Cladding spraying across Bristol
Bristol carries one of the largest and most varied stocks of clad commercial buildings in the South West, from dock-side sheds at Avonmouth to business parks around Filton and the northern fringe. Cladding spraying in Bristol covers that whole range: on-site preparation and spray application of fresh coating systems to profiled steel, composite panels and architectural metalwork, restoring colour and weather protection with a fraction of the disruption that recladding involves.
Estuary air adds its own pressure. Buildings near Avonmouth and the Severn carry more salt on their elevations than inland stock, which accelerates fading, chalking and cut-edge corrosion. Condition therefore varies enormously from one site to the next, and it is why every quotation here starts with a survey rather than a rate per square metre. It is also why two quotes for near-identical sheds can legitimately differ: the corrosion count is rarely the same twice.
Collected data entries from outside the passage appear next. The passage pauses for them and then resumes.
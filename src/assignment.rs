//! Reviewer selection.
//!
//! Selection is a uniform random pick without replacement. The random source
//! is injected so callers can seed it for reproducible assignments.

use std::sync::Mutex;

use rand::rngs::StdRng;
use rand::seq::SliceRandom;
use rand::{Rng, SeedableRng};

/// Shuffle `candidates` and keep the first `min(count, len)` of them.
pub fn pick_random<T: Clone, R: Rng + ?Sized>(rng: &mut R, candidates: &[T], count: usize) -> Vec<T> {
    if candidates.is_empty() || count == 0 {
        return Vec::new();
    }
    let mut shuffled = candidates.to_vec();
    shuffled.shuffle(rng);
    shuffled.truncate(count);
    shuffled
}

/// Owns the random source shared by concurrent service calls.
pub struct AssignmentEngine<R = StdRng> {
    rng: Mutex<R>,
}

impl AssignmentEngine<StdRng> {
    pub fn from_entropy() -> Self {
        Self::new(StdRng::from_entropy())
    }

    pub fn seeded(seed: u64) -> Self {
        Self::new(StdRng::seed_from_u64(seed))
    }
}

impl<R: Rng + Send> AssignmentEngine<R> {
    pub fn new(rng: R) -> Self {
        Self {
            rng: Mutex::new(rng),
        }
    }

    pub fn pick_random<T: Clone>(&self, candidates: &[T], count: usize) -> Vec<T> {
        // A panic while holding the lock cannot leave the RNG in a broken state.
        let mut rng = self.rng.lock().unwrap_or_else(|poisoned| poisoned.into_inner());
        pick_random(&mut *rng, candidates, count)
    }
}
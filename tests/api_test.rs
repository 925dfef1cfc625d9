mod common;

use std::sync::Arc;

use axum::{
    body::{to_bytes, Body},
    http::{Request, StatusCode},
    Router,
};
use serde_json::{json, Value};
use tower::ServiceExt;

use reviewer_app::api;

fn app() -> Router {
    api::router(Arc::new(common::memory_service(11)))
}

async fn send(app: &Router, method: &str, uri: &str, body: Option<Value>) -> (StatusCode, Value) {
    let mut builder = Request::builder().method(method).uri(uri);
    let body = match body {
        Some(value) => {
            builder = builder.header("content-type", "application/json");
            Body::from(value.to_string())
        }
        None => Body::empty(),
    };

    let response = app
        .clone()
        .oneshot(builder.body(body).unwrap())
        .await
        .unwrap();
    let status = response.status();
    let bytes = to_bytes(response.into_body(), usize::MAX).await.unwrap();
    let value = if bytes.is_empty() {
        Value::Null
    } else {
        serde_json::from_slice(&bytes).unwrap()
    };
    (status, value)
}

async fn add_team(app: &Router, members: &[&str]) -> (StatusCode, Value) {
    let members: Vec<Value> = members
        .iter()
        .map(|id| json!({ "user_id": id, "username": format!("user-{}", id), "is_active": true }))
        .collect();
    send(
        app,
        "POST",
        "/team/add",
        Some(json!({ "team_name": common::TEAM, "members": members })),
    )
    .await
}

async fn create_pr(app: &Router, id: &str) -> (StatusCode, Value) {
    send(
        app,
        "POST",
        "/pullRequest/create",
        Some(json!({
            "pull_request_id": id,
            "pull_request_name": "Add feature",
            "author_id": common::AUTHOR,
        })),
    )
    .await
}

fn error_code(body: &Value) -> &str {
    body["error"]["code"].as_str().unwrap_or_default()
}

#[tokio::test]
async fn health_reports_ok() {
    let (status, body) = send(&app(), "GET", "/healthz", None).await;
    assert_eq!(status, StatusCode::OK);
    assert_eq!(body["status"], "OK");
}

#[tokio::test]
async fn team_add_and_get() {
    let app = app();
    let (status, body) = add_team(&app, &["A", "R1", "R2"]).await;
    assert_eq!(status, StatusCode::CREATED);
    assert_eq!(body["team"]["team_name"], common::TEAM);
    assert_eq!(body["team"]["members"].as_array().unwrap().len(), 3);

    let (status, body) = send(&app, "GET", "/team/get?team_name=backend", None).await;
    assert_eq!(status, StatusCode::OK);
    assert_eq!(body["members"][0]["user_id"], "A");

    let (status, body) = add_team(&app, &["X"]).await;
    assert_eq!(status, StatusCode::BAD_REQUEST);
    assert_eq!(error_code(&body), "TEAM_EXISTS");
}

#[tokio::test]
async fn team_add_with_taken_member_id_is_a_plain_conflict() {
    let app = app();
    add_team(&app, &["A", "R1"]).await;

    let (status, body) = send(
        &app,
        "POST",
        "/team/add",
        Some(json!({
            "team_name": "frontend",
            "members": [
                { "user_id": "F1", "username": "fresh", "is_active": true },
                { "user_id": "R1", "username": "taken", "is_active": true },
            ],
        })),
    )
    .await;
    assert_eq!(status, StatusCode::CONFLICT);
    assert_eq!(error_code(&body), "CONFLICT");

    let (status, _) = send(&app, "GET", "/team/get?team_name=frontend", None).await;
    assert_eq!(status, StatusCode::NOT_FOUND);
}

#[tokio::test]
async fn team_add_rejects_bad_payloads() {
    let app = app();

    let (status, body) = send(
        &app,
        "POST",
        "/team/add",
        Some(json!({
            "team_name": "dupes",
            "members": [
                { "user_id": "u1", "username": "one", "is_active": true },
                { "user_id": "u1", "username": "again", "is_active": true },
            ],
        })),
    )
    .await;
    assert_eq!(status, StatusCode::BAD_REQUEST);
    assert_eq!(error_code(&body), "BAD_REQUEST");

    let (status, _) = send(&app, "POST", "/team/add", Some(json!({ "team_name": "" }))).await;
    assert_eq!(status, StatusCode::BAD_REQUEST);

    let (status, body) = send(&app, "POST", "/team/add", Some(json!("not an object"))).await;
    assert_eq!(status, StatusCode::BAD_REQUEST);
    assert_eq!(error_code(&body), "BAD_REQUEST");
}

#[tokio::test]
async fn team_get_errors() {
    let app = app();

    let (status, _) = send(&app, "GET", "/team/get", None).await;
    assert_eq!(status, StatusCode::BAD_REQUEST);

    let (status, body) = send(&app, "GET", "/team/get?team_name=nowhere", None).await;
    assert_eq!(status, StatusCode::NOT_FOUND);
    assert_eq!(error_code(&body), "NOT_FOUND");
}

#[tokio::test]
async fn pull_request_lifecycle() {
    let app = app();
    add_team(&app, &["A", "R1", "R2", "R3"]).await;

    let (status, created) = create_pr(&app, "pr-1").await;
    assert_eq!(status, StatusCode::CREATED);
    assert_eq!(created["pr"]["status"], "OPEN");
    assert_eq!(created["pr"]["assigned_reviewers"].as_array().unwrap().len(), 2);
    assert!(created["pr"]["mergedAt"].is_null());

    let (status, body) = create_pr(&app, "pr-1").await;
    assert_eq!(status, StatusCode::CONFLICT);
    assert_eq!(error_code(&body), "PR_EXISTS");

    let old = created["pr"]["assigned_reviewers"][0].as_str().unwrap().to_string();
    let (status, body) = send(
        &app,
        "POST",
        "/pullRequest/reassign",
        Some(json!({ "pull_request_id": "pr-1", "old_reviewer_id": old })),
    )
    .await;
    assert_eq!(status, StatusCode::OK);
    let replaced_by = body["replaced_by"].as_str().unwrap().to_string();
    assert_ne!(replaced_by, old);
    assert!(body["pr"]["assigned_reviewers"]
        .as_array()
        .unwrap()
        .iter()
        .any(|id| id == replaced_by.as_str()));

    let merge = json!({ "pull_request_id": "pr-1" });
    let (status, first) = send(&app, "POST", "/pullRequest/merge", Some(merge.clone())).await;
    assert_eq!(status, StatusCode::OK);
    assert_eq!(first["pr"]["status"], "MERGED");
    let (status, second) = send(&app, "POST", "/pullRequest/merge", Some(merge)).await;
    assert_eq!(status, StatusCode::OK);
    assert_eq!(first["pr"]["mergedAt"], second["pr"]["mergedAt"]);

    let (status, body) = send(
        &app,
        "POST",
        "/pullRequest/reassign",
        Some(json!({ "pull_request_id": "pr-1", "old_reviewer_id": replaced_by })),
    )
    .await;
    assert_eq!(status, StatusCode::CONFLICT);
    assert_eq!(error_code(&body), "PR_MERGED");
}

#[tokio::test]
async fn reassign_errors_map_to_codes() {
    let app = app();
    add_team(&app, &["A", "R1", "R2"]).await;
    create_pr(&app, "pr-1").await;

    let (status, body) = send(
        &app,
        "POST",
        "/pullRequest/reassign",
        Some(json!({ "pull_request_id": "pr-1", "old_reviewer_id": "A" })),
    )
    .await;
    assert_eq!(status, StatusCode::CONFLICT);
    assert_eq!(error_code(&body), "NOT_ASSIGNED");

    let (status, body) = send(
        &app,
        "POST",
        "/pullRequest/reassign",
        Some(json!({ "pull_request_id": "pr-1", "old_reviewer_id": "R1" })),
    )
    .await;
    assert_eq!(status, StatusCode::CONFLICT);
    assert_eq!(error_code(&body), "NO_CANDIDATE");

    let (status, body) = send(
        &app,
        "POST",
        "/pullRequest/reassign",
        Some(json!({ "pull_request_id": "missing", "old_reviewer_id": "R1" })),
    )
    .await;
    assert_eq!(status, StatusCode::NOT_FOUND);
    assert_eq!(error_code(&body), "NOT_FOUND");
}

#[tokio::test]
async fn create_with_unknown_author_is_not_found() {
    let app = app();
    let (status, body) = create_pr(&app, "pr-1").await;
    assert_eq!(status, StatusCode::NOT_FOUND);
    assert_eq!(error_code(&body), "NOT_FOUND");
}

#[tokio::test]
async fn users_endpoints() {
    let app = app();
    add_team(&app, &["A", "R1", "R2"]).await;
    create_pr(&app, "pr-1").await;

    let (status, body) = send(&app, "GET", "/users/getReview?user_id=R1", None).await;
    assert_eq!(status, StatusCode::OK);
    assert_eq!(body["user_id"], "R1");
    assert_eq!(body["pull_requests"][0]["pull_request_id"], "pr-1");

    let (status, _) = send(&app, "GET", "/users/getReview", None).await;
    assert_eq!(status, StatusCode::BAD_REQUEST);

    let (status, body) = send(
        &app,
        "POST",
        "/users/setIsActive",
        Some(json!({ "user_id": "R2", "is_active": false })),
    )
    .await;
    assert_eq!(status, StatusCode::OK);
    assert_eq!(body["user"]["is_active"], false);
    assert_eq!(body["user"]["team_name"], common::TEAM);

    let (status, _) = send(
        &app,
        "POST",
        "/users/setIsActive",
        Some(json!({ "user_id": "ghost", "is_active": true })),
    )
    .await;
    assert_eq!(status, StatusCode::NOT_FOUND);
}

#[tokio::test]
async fn deactivate_team_and_stats() {
    let app = app();
    add_team(&app, &["A", "R1", "R2"]).await;
    create_pr(&app, "pr-1").await;

    let (status, body) = send(&app, "GET", "/stats/assignments", None).await;
    assert_eq!(status, StatusCode::OK);
    assert_eq!(
        body["stats"],
        json!([
            { "user_id": "R1", "assignment_count": 1 },
            { "user_id": "R2", "assignment_count": 1 },
        ])
    );

    let (status, body) = send(
        &app,
        "POST",
        "/team/deactivate",
        Some(json!({ "team_name": common::TEAM })),
    )
    .await;
    assert_eq!(status, StatusCode::OK);
    assert_eq!(body["deactivated_users"].as_array().unwrap().len(), 3);
    assert_eq!(body["affected_prs"][0]["pull_request_id"], "pr-1");

    let (_, body) = send(&app, "GET", "/stats/assignments", None).await;
    assert_eq!(body["stats"], json!([]));

    let (status, _) = send(
        &app,
        "POST",
        "/team/deactivate",
        Some(json!({ "team_name": "nowhere" })),
    )
    .await;
    assert_eq!(status, StatusCode::NOT_FOUND);
}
The kind of buildings this usually means
Across the city the candidates are familiar: warehouse and distribution units, trade counters, industrial estates, retail parks, leisure buildings and offices with curtain walling or panel infills. Plastisol-coated profiled steel from the 1980s onwards makes up a large share, much of it now faded or chalking, often with corrosion starting at laps, sills and gutter lines. Shutter doors, fascias, soffits, window frames and rainwater goods normally join the schedule, and full colour changes for rebrands or between tenancies are routine with sprayed systems. Schools, depots and self-storage sites own the same panel systems as industrial landlords, and the assessment does not change with the badge on the gate.

How we run a Bristol respray
The survey records panel types, coating condition, corrosion and access, plus the operational constraints of a working site: traffic routes, deliveries, occupied hours. From it comes a written specification covering cleaning, corrosion treatment, priming, masking and the coating system, then a fixed quotation against that document. Work proceeds elevation by elevation so the building keeps trading throughout, with access costed at survey stage, from powered platforms on open yards to scaffold where boundaries are tight, and phased or out-of-hours working available where a site cannot pause. The same teams take in Bath, Filton, Avonmouth and Weston-super-Mare, which lets multi-site operators across the wider Bristol area run one programme under one specification instead of juggling separate contractors.
Straight answers: when coating will not save a panel
Spray coatings refurbish sound cladding; they do not resurrect failed cladding. Where corrosion has perforated the steel, where a composite core is wet or delaminating, where fixings have let go, or where the building is already heading for replacement panels on thermal or fire-safety grounds, we will tell you to spend your money differently. That finding goes in the survey report in plain terms, supported by photographs. We would rather walk away from an elevation than coat over a fault and let the estuary weather make the argument for us a couple of winters later.

Survey-led beats quote-by-photo
A photograph cannot show chalking depth, corrosion hiding under a gutter line or the state of the fixings, so a photo price is a guess wearing a letterhead. Survey-led contracting gives you something different:
- A price built on the building’s actual condition
- Preparation stages written down before work begins
- A coating system matched to panel type and exposure
- Early warning where cladding is unsuitable for coating
- A handover record of what was applied and where
If a Bristol building of yours is starting to fade, streak or chalk, the survey is the cheapest decision you will make about it, and everything that follows is built on what it finds.